▶ Record extracts

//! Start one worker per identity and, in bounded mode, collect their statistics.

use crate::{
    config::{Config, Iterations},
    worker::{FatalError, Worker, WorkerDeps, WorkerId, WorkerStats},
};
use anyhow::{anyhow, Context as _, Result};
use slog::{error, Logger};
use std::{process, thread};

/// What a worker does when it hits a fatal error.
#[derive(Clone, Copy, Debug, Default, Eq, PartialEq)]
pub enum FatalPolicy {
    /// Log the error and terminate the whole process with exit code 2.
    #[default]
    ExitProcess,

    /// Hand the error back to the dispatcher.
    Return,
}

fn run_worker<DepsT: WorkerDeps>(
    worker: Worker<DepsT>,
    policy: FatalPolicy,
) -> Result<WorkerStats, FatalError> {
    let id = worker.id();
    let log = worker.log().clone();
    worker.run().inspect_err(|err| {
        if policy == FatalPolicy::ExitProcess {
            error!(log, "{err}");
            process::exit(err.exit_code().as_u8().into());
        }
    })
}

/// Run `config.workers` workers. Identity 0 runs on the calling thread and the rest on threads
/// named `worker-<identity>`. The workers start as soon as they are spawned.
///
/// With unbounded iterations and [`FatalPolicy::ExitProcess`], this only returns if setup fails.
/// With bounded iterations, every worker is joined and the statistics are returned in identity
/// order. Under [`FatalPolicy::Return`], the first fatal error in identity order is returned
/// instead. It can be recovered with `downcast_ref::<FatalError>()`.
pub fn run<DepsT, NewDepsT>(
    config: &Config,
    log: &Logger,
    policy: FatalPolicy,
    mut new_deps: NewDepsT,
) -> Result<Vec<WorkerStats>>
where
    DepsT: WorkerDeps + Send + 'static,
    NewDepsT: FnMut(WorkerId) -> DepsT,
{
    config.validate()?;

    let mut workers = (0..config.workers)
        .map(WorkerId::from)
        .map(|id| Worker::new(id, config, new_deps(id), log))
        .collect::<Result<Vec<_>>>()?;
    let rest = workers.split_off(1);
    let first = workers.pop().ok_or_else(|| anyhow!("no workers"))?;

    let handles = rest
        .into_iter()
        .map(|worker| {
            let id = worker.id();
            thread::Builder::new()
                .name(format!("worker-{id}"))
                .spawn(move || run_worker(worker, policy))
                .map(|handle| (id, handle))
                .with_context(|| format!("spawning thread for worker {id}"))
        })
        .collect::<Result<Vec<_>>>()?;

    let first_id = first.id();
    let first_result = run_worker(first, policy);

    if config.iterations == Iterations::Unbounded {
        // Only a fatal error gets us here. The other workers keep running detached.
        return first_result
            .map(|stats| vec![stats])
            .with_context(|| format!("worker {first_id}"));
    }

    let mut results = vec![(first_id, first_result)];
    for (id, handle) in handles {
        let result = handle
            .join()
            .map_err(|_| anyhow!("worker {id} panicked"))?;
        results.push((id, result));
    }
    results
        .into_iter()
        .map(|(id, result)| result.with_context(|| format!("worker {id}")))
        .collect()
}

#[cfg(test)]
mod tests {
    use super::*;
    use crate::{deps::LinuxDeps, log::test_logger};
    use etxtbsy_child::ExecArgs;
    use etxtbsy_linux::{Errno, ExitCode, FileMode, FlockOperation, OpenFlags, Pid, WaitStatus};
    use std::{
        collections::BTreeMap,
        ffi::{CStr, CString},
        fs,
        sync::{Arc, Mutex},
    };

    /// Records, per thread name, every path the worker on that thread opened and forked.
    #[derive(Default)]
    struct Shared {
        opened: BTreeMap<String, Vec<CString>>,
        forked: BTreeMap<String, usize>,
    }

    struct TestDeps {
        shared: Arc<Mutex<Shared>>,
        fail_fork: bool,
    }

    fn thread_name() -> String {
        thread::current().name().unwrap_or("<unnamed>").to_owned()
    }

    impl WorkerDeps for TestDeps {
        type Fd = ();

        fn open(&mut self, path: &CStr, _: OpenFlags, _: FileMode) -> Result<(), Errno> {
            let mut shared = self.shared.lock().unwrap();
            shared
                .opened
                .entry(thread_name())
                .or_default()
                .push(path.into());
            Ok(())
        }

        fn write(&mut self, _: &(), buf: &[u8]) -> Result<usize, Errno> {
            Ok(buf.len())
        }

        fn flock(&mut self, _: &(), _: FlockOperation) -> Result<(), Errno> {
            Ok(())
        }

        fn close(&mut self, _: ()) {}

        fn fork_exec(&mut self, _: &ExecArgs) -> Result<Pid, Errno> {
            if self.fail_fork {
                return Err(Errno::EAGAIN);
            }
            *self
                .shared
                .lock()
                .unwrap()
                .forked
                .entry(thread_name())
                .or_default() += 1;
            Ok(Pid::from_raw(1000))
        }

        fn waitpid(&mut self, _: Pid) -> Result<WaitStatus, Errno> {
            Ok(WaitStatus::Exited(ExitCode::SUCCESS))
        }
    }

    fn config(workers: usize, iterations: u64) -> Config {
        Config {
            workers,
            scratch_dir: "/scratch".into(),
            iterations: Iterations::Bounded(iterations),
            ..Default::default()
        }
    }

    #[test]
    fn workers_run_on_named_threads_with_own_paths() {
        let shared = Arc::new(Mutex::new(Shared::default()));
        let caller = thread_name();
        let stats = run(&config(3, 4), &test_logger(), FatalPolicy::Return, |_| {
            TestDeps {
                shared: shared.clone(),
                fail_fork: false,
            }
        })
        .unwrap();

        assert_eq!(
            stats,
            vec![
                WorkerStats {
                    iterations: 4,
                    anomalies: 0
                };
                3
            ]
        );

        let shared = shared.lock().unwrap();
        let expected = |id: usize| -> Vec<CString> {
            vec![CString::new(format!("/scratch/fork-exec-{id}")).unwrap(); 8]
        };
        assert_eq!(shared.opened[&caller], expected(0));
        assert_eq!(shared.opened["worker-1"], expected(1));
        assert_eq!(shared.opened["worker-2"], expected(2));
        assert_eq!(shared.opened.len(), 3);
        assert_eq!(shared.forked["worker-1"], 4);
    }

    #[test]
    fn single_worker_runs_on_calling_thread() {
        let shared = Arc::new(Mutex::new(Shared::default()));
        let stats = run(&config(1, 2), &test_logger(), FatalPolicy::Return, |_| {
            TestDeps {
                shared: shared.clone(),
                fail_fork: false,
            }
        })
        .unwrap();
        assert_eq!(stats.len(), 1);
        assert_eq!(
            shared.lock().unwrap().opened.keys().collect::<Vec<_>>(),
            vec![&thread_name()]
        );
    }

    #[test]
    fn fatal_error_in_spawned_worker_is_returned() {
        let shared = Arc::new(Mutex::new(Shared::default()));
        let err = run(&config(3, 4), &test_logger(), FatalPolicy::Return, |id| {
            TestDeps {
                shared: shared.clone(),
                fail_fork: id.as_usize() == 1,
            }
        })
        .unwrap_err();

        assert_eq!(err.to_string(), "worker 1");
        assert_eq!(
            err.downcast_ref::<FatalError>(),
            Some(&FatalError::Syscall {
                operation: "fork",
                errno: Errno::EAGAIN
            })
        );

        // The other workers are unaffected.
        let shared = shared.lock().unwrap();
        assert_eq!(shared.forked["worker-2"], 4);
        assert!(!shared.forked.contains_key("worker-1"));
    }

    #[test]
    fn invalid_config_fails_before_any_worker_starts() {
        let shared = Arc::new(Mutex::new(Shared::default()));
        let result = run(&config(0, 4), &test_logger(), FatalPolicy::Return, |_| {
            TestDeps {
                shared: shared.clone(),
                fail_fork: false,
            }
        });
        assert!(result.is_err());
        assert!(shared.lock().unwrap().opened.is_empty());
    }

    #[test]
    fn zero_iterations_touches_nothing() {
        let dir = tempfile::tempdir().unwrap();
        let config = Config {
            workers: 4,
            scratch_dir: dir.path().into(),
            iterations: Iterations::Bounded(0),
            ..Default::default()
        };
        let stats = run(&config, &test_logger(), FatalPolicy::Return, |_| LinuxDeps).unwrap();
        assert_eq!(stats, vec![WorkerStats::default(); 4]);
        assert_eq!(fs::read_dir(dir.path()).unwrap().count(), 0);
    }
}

▶ Your assignment
Identify the lines in the entries that hold "FatalPolicy" and return each one.

▶ Finished task
pub enum FatalPolicy {
    policy: FatalPolicy,
        if policy == FatalPolicy::ExitProcess {
/// With unbounded iterations and [`FatalPolicy::ExitProcess`], this only returns if setup fails.
/// order. Under [`FatalPolicy::Return`], the first fatal error in identity order is returned
    policy: FatalPolicy,
        let stats = run(&config(3, 4), &test_logger(), FatalPolicy::Return, |_| {
        let stats = run(&config(1, 2), &test_logger(), FatalPolicy::Return, |_| {
        let err = run(&config(3, 4), &test_logger(), FatalPolicy::Return, |id| {
        let result = run(&config(0, 4), &test_logger(), FatalPolicy::Return, |_| {
        let stats = run(&config, &test_logger(), FatalPolicy::Return, |_| LinuxDeps).unwrap();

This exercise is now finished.